*** MATERIAL SHOWN ***
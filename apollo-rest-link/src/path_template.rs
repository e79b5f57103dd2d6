//! Request paths built from `:name` templates or user supplied builders.

use std::fmt::Display;
use std::str::FromStr;
use std::sync::Arc;

use futures::future::BoxFuture;
use indexmap::IndexSet;
use itertools::Itertools;
use percent_encoding::AsciiSet;
use percent_encoding::NON_ALPHANUMERIC;
use percent_encoding::utf8_percent_encode;
use serde_json_bytes::ByteString;
use serde_json_bytes::Map;
use serde_json_bytes::Value as JSON;
use tower::BoxError;

use crate::error::QueryShapeError;

/// The characters `encodeURIComponent` leaves alone.
const COMPONENT: &AsciiSet = &NON_ALPHANUMERIC
    .remove(b'-')
    .remove(b'_')
    .remove(b'.')
    .remove(b'!')
    .remove(b'~')
    .remove(b'*')
    .remove(b'\'')
    .remove(b'(')
    .remove(b')');

/// Where the path of a call comes from.
#[derive(Clone, Debug)]
pub enum PathSource {
    Template(PathTemplate),
    Builder(PathBuilder),
}

impl PathSource {
    /// Parameter names the path is known to need before the call can run.
    ///
    /// A builder is opaque, so it never declares any.
    pub fn parameters(&self) -> IndexSet<&str> {
        match self {
            PathSource::Template(template) => template.parameters(),
            PathSource::Builder(_) => IndexSet::default(),
        }
    }

    /// The subset of [`PathSource::parameters`] that must have a value.
    pub fn required_parameters(&self) -> IndexSet<&str> {
        match self {
            PathSource::Template(template) => template.required_parameters(),
            PathSource::Builder(_) => IndexSet::default(),
        }
    }
}

/// A path template such as `/posts/:id/comments?page=:page&sort=desc`.
///
/// Placeholders in the path part must resolve, or building the path fails.
/// Placeholders in the query string may be absent, in which case the whole
/// `key=value` pair is dropped. `null`, `false` and `0` are real values and are
/// written out literally.
#[derive(Clone, Debug, PartialEq)]
pub struct PathTemplate {
    source: String,
    path: Vec<Part>,
    query: Vec<QueryParam>,
}

#[derive(Clone, Debug, PartialEq)]
enum Part {
    Text(String),
    Placeholder(String),
}

#[derive(Clone, Debug, PartialEq)]
struct QueryParam {
    key: String,
    value: Option<Vec<Part>>,
}

impl PathTemplate {
    pub fn parse(source: &str) -> Result<Self, QueryShapeError> {
        let (path, query) = match source.split_once('?') {
            Some((path, query)) => (path, Some(query)),
            None => (source, None),
        };

        let malformed = |position| QueryShapeError::MalformedPlaceholder {
            template: source.to_string(),
            position,
        };

        let path_parts = parse_parts(path, 0).map_err(malformed)?;

        let mut query_params = vec![];
        if let Some(query) = query {
            // offset of the current query pair inside `source`
            let mut offset = path.len() + 1;
            for pair in query.split('&') {
                if !pair.is_empty() {
                    let param = match pair.split_once('=') {
                        Some((key, value)) => QueryParam {
                            key: key.to_string(),
                            value: Some(
                                parse_parts(value, offset + key.len() + 1).map_err(malformed)?,
                            ),
                        },
                        None => QueryParam {
                            key: pair.to_string(),
                            value: None,
                        },
                    };
                    query_params.push(param);
                }
                offset += pair.len() + 1;
            }
        }

        Ok(Self {
            source: source.to_string(),
            path: path_parts,
            query: query_params,
        })
    }

    /// Every placeholder name, path first, in template order.
    pub fn parameters(&self) -> IndexSet<&str> {
        self.path
            .iter()
            .chain(
                self.query
                    .iter()
                    .filter_map(|param| param.value.as_ref())
                    .flatten(),
            )
            .filter_map(|part| match part {
                Part::Placeholder(name) => Some(name.as_str()),
                Part::Text(_) => None,
            })
            .collect()
    }

    /// Placeholders of the path part, which cannot be left out.
    pub fn required_parameters(&self) -> IndexSet<&str> {
        self.path
            .iter()
            .filter_map(|part| match part {
                Part::Placeholder(name) => Some(name.as_str()),
                Part::Text(_) => None,
            })
            .collect()
    }

    /// Substitute `params` into the template.
    ///
    /// # Errors
    /// Returns the name of the first path placeholder with no value.
    pub fn interpolate(&self, params: &Map<ByteString, JSON>) -> Result<String, String> {
        let mut output = String::with_capacity(self.source.len());
        for part in &self.path {
            match part {
                Part::Text(text) => output.push_str(text),
                Part::Placeholder(name) => {
                    let value = lookup(params, name).ok_or_else(|| name.clone())?;
                    output.extend(utf8_percent_encode(&stringify(value), COMPONENT));
                }
            }
        }

        let query = self
            .query
            .iter()
            .filter_map(|param| {
                let Some(parts) = &param.value else {
                    return Some(param.key.clone());
                };
                let mut value = String::new();
                for part in parts {
                    match part {
                        Part::Text(text) => value.push_str(text),
                        Part::Placeholder(name) => {
                            let resolved = lookup(params, name)?;
                            value.extend(utf8_percent_encode(&stringify(resolved), COMPONENT));
                        }
                    }
                }
                Some(format!("{}={}", param.key, value))
            })
            .join("&");

        if !query.is_empty() {
            output.push('?');
            output.push_str(&query);
        }
        Ok(output)
    }
}

impl FromStr for PathTemplate {
    type Err = QueryShapeError;

    fn from_str(input: &str) -> Result<Self, Self::Err> {
        Self::parse(input)
    }
}

impl Display for PathTemplate {
    fn fmt(&self, f: &mut std::fmt::Formatter<'_>) -> std::fmt::Result {
        f.write_str(&self.source)
    }
}

/// Split `input` into text and placeholders. On failure returns the absolute
/// position of the offending `:`.
fn parse_parts(input: &str, offset: usize) -> Result<Vec<Part>, usize> {
    let mut parts = vec![];
    let mut text = String::new();
    let mut chars = input.char_indices().peekable();

    while let Some((index, c)) = chars.next() {
        if c != ':' {
            text.push(c);
            continue;
        }

        match chars.peek() {
            Some((_, c)) if c.is_ascii_alphabetic() || *c == '_' => {}
            _ => return Err(offset + index),
        }
        let mut name = String::new();
        while let Some((_, c)) = chars.peek() {
            if c.is_ascii_alphanumeric() || *c == '_' {
                name.push(*c);
                chars.next();
            } else {
                break;
            }
        }

        if !text.is_empty() {
            parts.push(Part::Text(std::mem::take(&mut text)));
        }
        parts.push(Part::Placeholder(name));
    }

    if !text.is_empty() {
        parts.push(Part::Text(text));
    }
    Ok(parts)
}

fn lookup<'a>(params: &'a Map<ByteString, JSON>, name: &str) -> Option<&'a JSON> {
    params.get(name)
}

/// The text a parameter value takes inside a URL.
fn stringify(value: &JSON) -> String {
    match value {
        JSON::String(string) => string.as_str().to_string(),
        JSON::Array(values) => values.iter().map(stringify).join(","),
        other => other.to_string(),
    }
}

type PathBuilderFn =
    dyn Fn(Map<ByteString, JSON>) -> BoxFuture<'static, Result<String, BoxError>> + Send + Sync;

/// A user supplied function building the path (and query string) of a call
/// from its fully resolved parameters. The returned path is used verbatim.
#[derive(Clone)]
pub struct PathBuilder(Arc<PathBuilderFn>);

impl PathBuilder {
    pub fn new<F>(build: F) -> Self
    where
        F: Fn(&Map<ByteString, JSON>) -> Result<String, BoxError> + Send + Sync + 'static,
    {
        Self(Arc::new(
            move |params| -> BoxFuture<'static, Result<String, BoxError>> {
                Box::pin(futures::future::ready(build(&params)))
            },
        ))
    }

    pub fn new_async<F>(build: F) -> Self
    where
        F: Fn(Map<ByteString, JSON>) -> BoxFuture<'static, Result<String, BoxError>>
            + Send
            + Sync
            + 'static,
    {
        Self(Arc::new(build))
    }

    pub async fn build(&self, params: Map<ByteString, JSON>) -> Result<String, BoxError> {
        (self.0)(params).await
    }
}

impl std::fmt::Debug for PathBuilder {
    fn fmt(&self, f: &mut std::fmt::Formatter<'_>) -> std::fmt::Result {
        f.write_str("PathBuilder")
    }
}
*** End of MATERIAL SHOWN ***
The lines to return are those in the records above that hold the word "resolved".

                            let resolved = lookup(params, name)?;
                            value.extend(utf8_percent_encode(&stringify(resolved), COMPONENT));
/// from its fully resolved parameters. The returned path is used verbatim.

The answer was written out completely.